The access macros for SSVARIANT have also been extended with the addition of the following:
#define V_SS_DATETIME2(X) V_SS_UNION(X, DateTimeVal)
#define V_SS_TIME2(X) V_SS_UNION(X, Time2Val)
#define V_SS_DATE(X) V_SS_UNION(X, dDateVal)
#define V_SS_DATETIMEOFFSET(X) V_SS_UNION(X, DateTimeOffsetVal)

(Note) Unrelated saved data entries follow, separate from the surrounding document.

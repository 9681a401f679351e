//! Corpus Preparation Tool
//!
//! Materializes the WSJ seed partitions, the Brown per-genre train/test
//! split and the Brown self-training partitions without running any
//! experiment. Also reports sentence counts of arbitrary corpus files.

use anyhow::{Context, Result};
use clap::{Parser, Subcommand};
use selftrain_core::{
    GenreSplit, PrepareConfig, PrepareReport, SizeLadder, count_sentences, load_cutoffs,
    partition_by_ladder, prepare,
};
use std::path::PathBuf;
use tracing::info;

/// CLI arguments
#[derive(Parser)]
#[command(name = "corpus-prep")]
#[command(about = "Partition CoNLL-X corpora for self-training experiments")]
#[command(version)]
struct Cli {
    #[command(subcommand)]
    command: Commands,

    /// Verbose logging
    #[arg(short, long, global = true)]
    verbose: bool,
}

#[derive(Subcommand)]
enum Commands {
    /// Prepare a full execution directory
    Prepare {
        /// Directory receiving every generated file
        exec_dir: PathBuf,
        /// WSJ training corpus (sections 02-22)
        wsj_training: PathBuf,
        /// WSJ test corpus (section 23)
        wsj_test: PathBuf,
        /// Brown corpus root with one directory per genre
        brown_dir: PathBuf,
        /// Share of each Brown genre used for training
        #[arg(long, default_value_t = 90)]
        train_percent: u32,
        /// JSON file of precomputed Brown training cutoffs per genre
        #[arg(long, value_name = "FILE")]
        genre_cutoffs: Option<PathBuf>,
        /// Print the report as JSON
        #[arg(long)]
        json: bool,
    },
    /// Write prefix partitions of one corpus file
    Ladder {
        /// Source corpus
        source: PathBuf,
        /// Output directory
        out_dir: PathBuf,
        /// Output file name prefix
        #[arg(short, long, default_value = "partition_")]
        prefix: String,
        /// Ascending sentence counts
        #[arg(required = true, num_args = 1.., value_delimiter = ',')]
        sizes: Vec<usize>,
    },
    /// Split a genre directory into training and test files
    Split {
        /// Corpus root with one directory per genre
        base_dir: PathBuf,
        /// Training output
        training: PathBuf,
        /// Test output
        test: PathBuf,
        /// Share of each genre used for training
        #[arg(long, default_value_t = 90)]
        train_percent: u32,
    },
    /// Count the sentences of corpus files
    Count {
        #[arg(required = true)]
        files: Vec<PathBuf>,
    },
}

fn setup_logging(verbose: bool) {
    use tracing_subscriber::{EnvFilter, fmt, prelude::*};

    let filter = EnvFilter::try_from_default_env().unwrap_or_else(|_| {
        if verbose {
            EnvFilter::new("debug")
        } else {
            EnvFilter::new("info")
        }
    });

    tracing_subscriber::registry()
        .with(fmt::layer())
        .with(filter)
        .init();
}

fn print_summary(report: &PrepareReport) {
    println!("WSJ partitions:");
    for (size, path) in &report.wsj_partitions.written {
        println!("  {:>6}  {}", size, path.display());
    }
    if !report.wsj_partitions.skipped.is_empty() {
        println!("  skipped: {:?}", report.wsj_partitions.skipped);
    }

    println!("Brown genres:");
    for genre in &report.brown_split.genres {
        println!(
            "  {:<6} files {:>3}  training {:>6}  test {:>5}",
            genre.genre, genre.files, genre.training, genre.test
        );
    }

    println!("Brown partitions:");
    for (size, path) in &report.brown_partitions.written {
        println!("  {:>6}  {}", size, path.display());
    }
    if !report.brown_partitions.skipped.is_empty() {
        println!("  skipped: {:?}", report.brown_partitions.skipped);
    }
}

fn main() -> Result<()> {
    let cli = Cli::parse();
    setup_logging(cli.verbose);

    match cli.command {
        Commands::Prepare {
            exec_dir,
            wsj_training,
            wsj_test,
            brown_dir,
            train_percent,
            genre_cutoffs,
            json,
        } => {
            let mut config = PrepareConfig::new(exec_dir, wsj_training, wsj_test, brown_dir)
                .with_train_percent(train_percent)?;
            if let Some(path) = genre_cutoffs {
                let cutoffs = load_cutoffs(&path).context("Failed to load genre cutoffs")?;
                config = config.with_genre_cutoffs(cutoffs);
            }

            let report = prepare(&config).context("Preparation failed")?;
            if json {
                println!("{}", serde_json::to_string_pretty(&report)?);
            } else {
                print_summary(&report);
            }
        }
        Commands::Ladder {
            source,
            out_dir,
            prefix,
            sizes,
        } => {
            let ladder = SizeLadder::new(sizes)?;
            std::fs::create_dir_all(&out_dir)
                .with_context(|| format!("Failed to create {}", out_dir.display()))?;
            let report = partition_by_ladder(&source, &ladder, &out_dir, &prefix)?;
            info!(
                "Wrote {} partitions, skipped {:?}",
                report.written.len(),
                report.skipped
            );
        }
        Commands::Split {
            base_dir,
            training,
            test,
            train_percent,
        } => {
            let report = GenreSplit::new(base_dir)
                .with_train_percent(train_percent)?
                .run(&training, &test)?;
            println!(
                "training {}  test {}",
                report.training_sentences(),
                report.test_sentences()
            );
        }
        Commands::Count { files } => {
            for file in files {
                let n = count_sentences(&file)
                    .with_context(|| format!("Failed to read {}", file.display()))?;
                println!("{n}\t{}", file.display());
            }
        }
    }

    Ok(())
}
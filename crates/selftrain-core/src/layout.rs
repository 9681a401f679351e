//! File names of the prepared corpora inside an execution directory.
//!
//! Later stages locate their inputs by these names, so they must not change.

use std::path::{Path, PathBuf};

use crate::corpus::CorpusFamily;
use crate::partition::{CONLLX_EXTENSION, partition_path};

/// The execution directory and the corpus files prepared in it.
#[derive(Debug, Clone, PartialEq, Eq)]
pub struct ExecLayout {
    dir: PathBuf,
}

impl ExecLayout {
    pub fn new(dir: impl Into<PathBuf>) -> Self {
        Self { dir: dir.into() }
    }

    #[must_use]
    pub fn dir(&self) -> &Path {
        &self.dir
    }

    /// `<dir>/<name>`
    #[must_use]
    pub fn file(&self, name: impl AsRef<Path>) -> PathBuf {
        self.dir.join(name)
    }

    /// Full training set: `<family>_training.conllx`.
    #[must_use]
    pub fn training(&self, family: CorpusFamily) -> PathBuf {
        self.file(format!("{family}_training{CONLLX_EXTENSION}"))
    }

    /// Test set: `<family>_test.conllx`.
    #[must_use]
    pub fn test(&self, family: CorpusFamily) -> PathBuf {
        self.file(format!("{family}_test{CONLLX_EXTENSION}"))
    }

    /// Prefix shared by the size partitions of a family.
    #[must_use]
    pub fn partition_prefix(family: CorpusFamily) -> String {
        format!("{family}_seed_self_training_")
    }

    /// Size partition: `<family>_seed_self_training_<size>.conllx`.
    #[must_use]
    pub fn partition(&self, family: CorpusFamily, size: usize) -> PathBuf {
        partition_path(&self.dir, &Self::partition_prefix(family), size)
    }
}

Data Type Mapping in ITableDefinition::CreateTable
The following type mapping is used with DBCOLUMNDESC structures used by ITableDefinition::CreateTable:
OLE DB data type (wType) | SQL Server data type | Notes |
---|---|---|
DBTYPE_DBDATE | date | |
DBTYPE_DBTIMESTAMP | datetime2(p) | The SQL Server Native Client OLE DB provider inspects the DBCOLUMDESC bScale member to determine the fractional seconds precision. |
DBTYPE_DBTIME2 | time(p) | The SQL Server Native Client OLE DB provider inspects the DBCOLUMDESC bScale member to determine the fractional seconds precision. |
DBTYPE_DBTIMESTAMPOFFSET | datetimeoffset(p) | The SQL Server Native Client OLE DB provider inspects the DBCOLUMDESC bScale member to determine the fractional seconds precision. |
When an application specifies DBTYPE_DBTIMESTAMP in wType, it can override the mapping to datetime2 by supplying a type name in pwszTypeName. If datetime is specified, bScale must be 3. If smalldatetime is specified, bScale must be 0. If bScale is not consistent with wType and pwszTypeName, DB_E_BADSCALE is returned.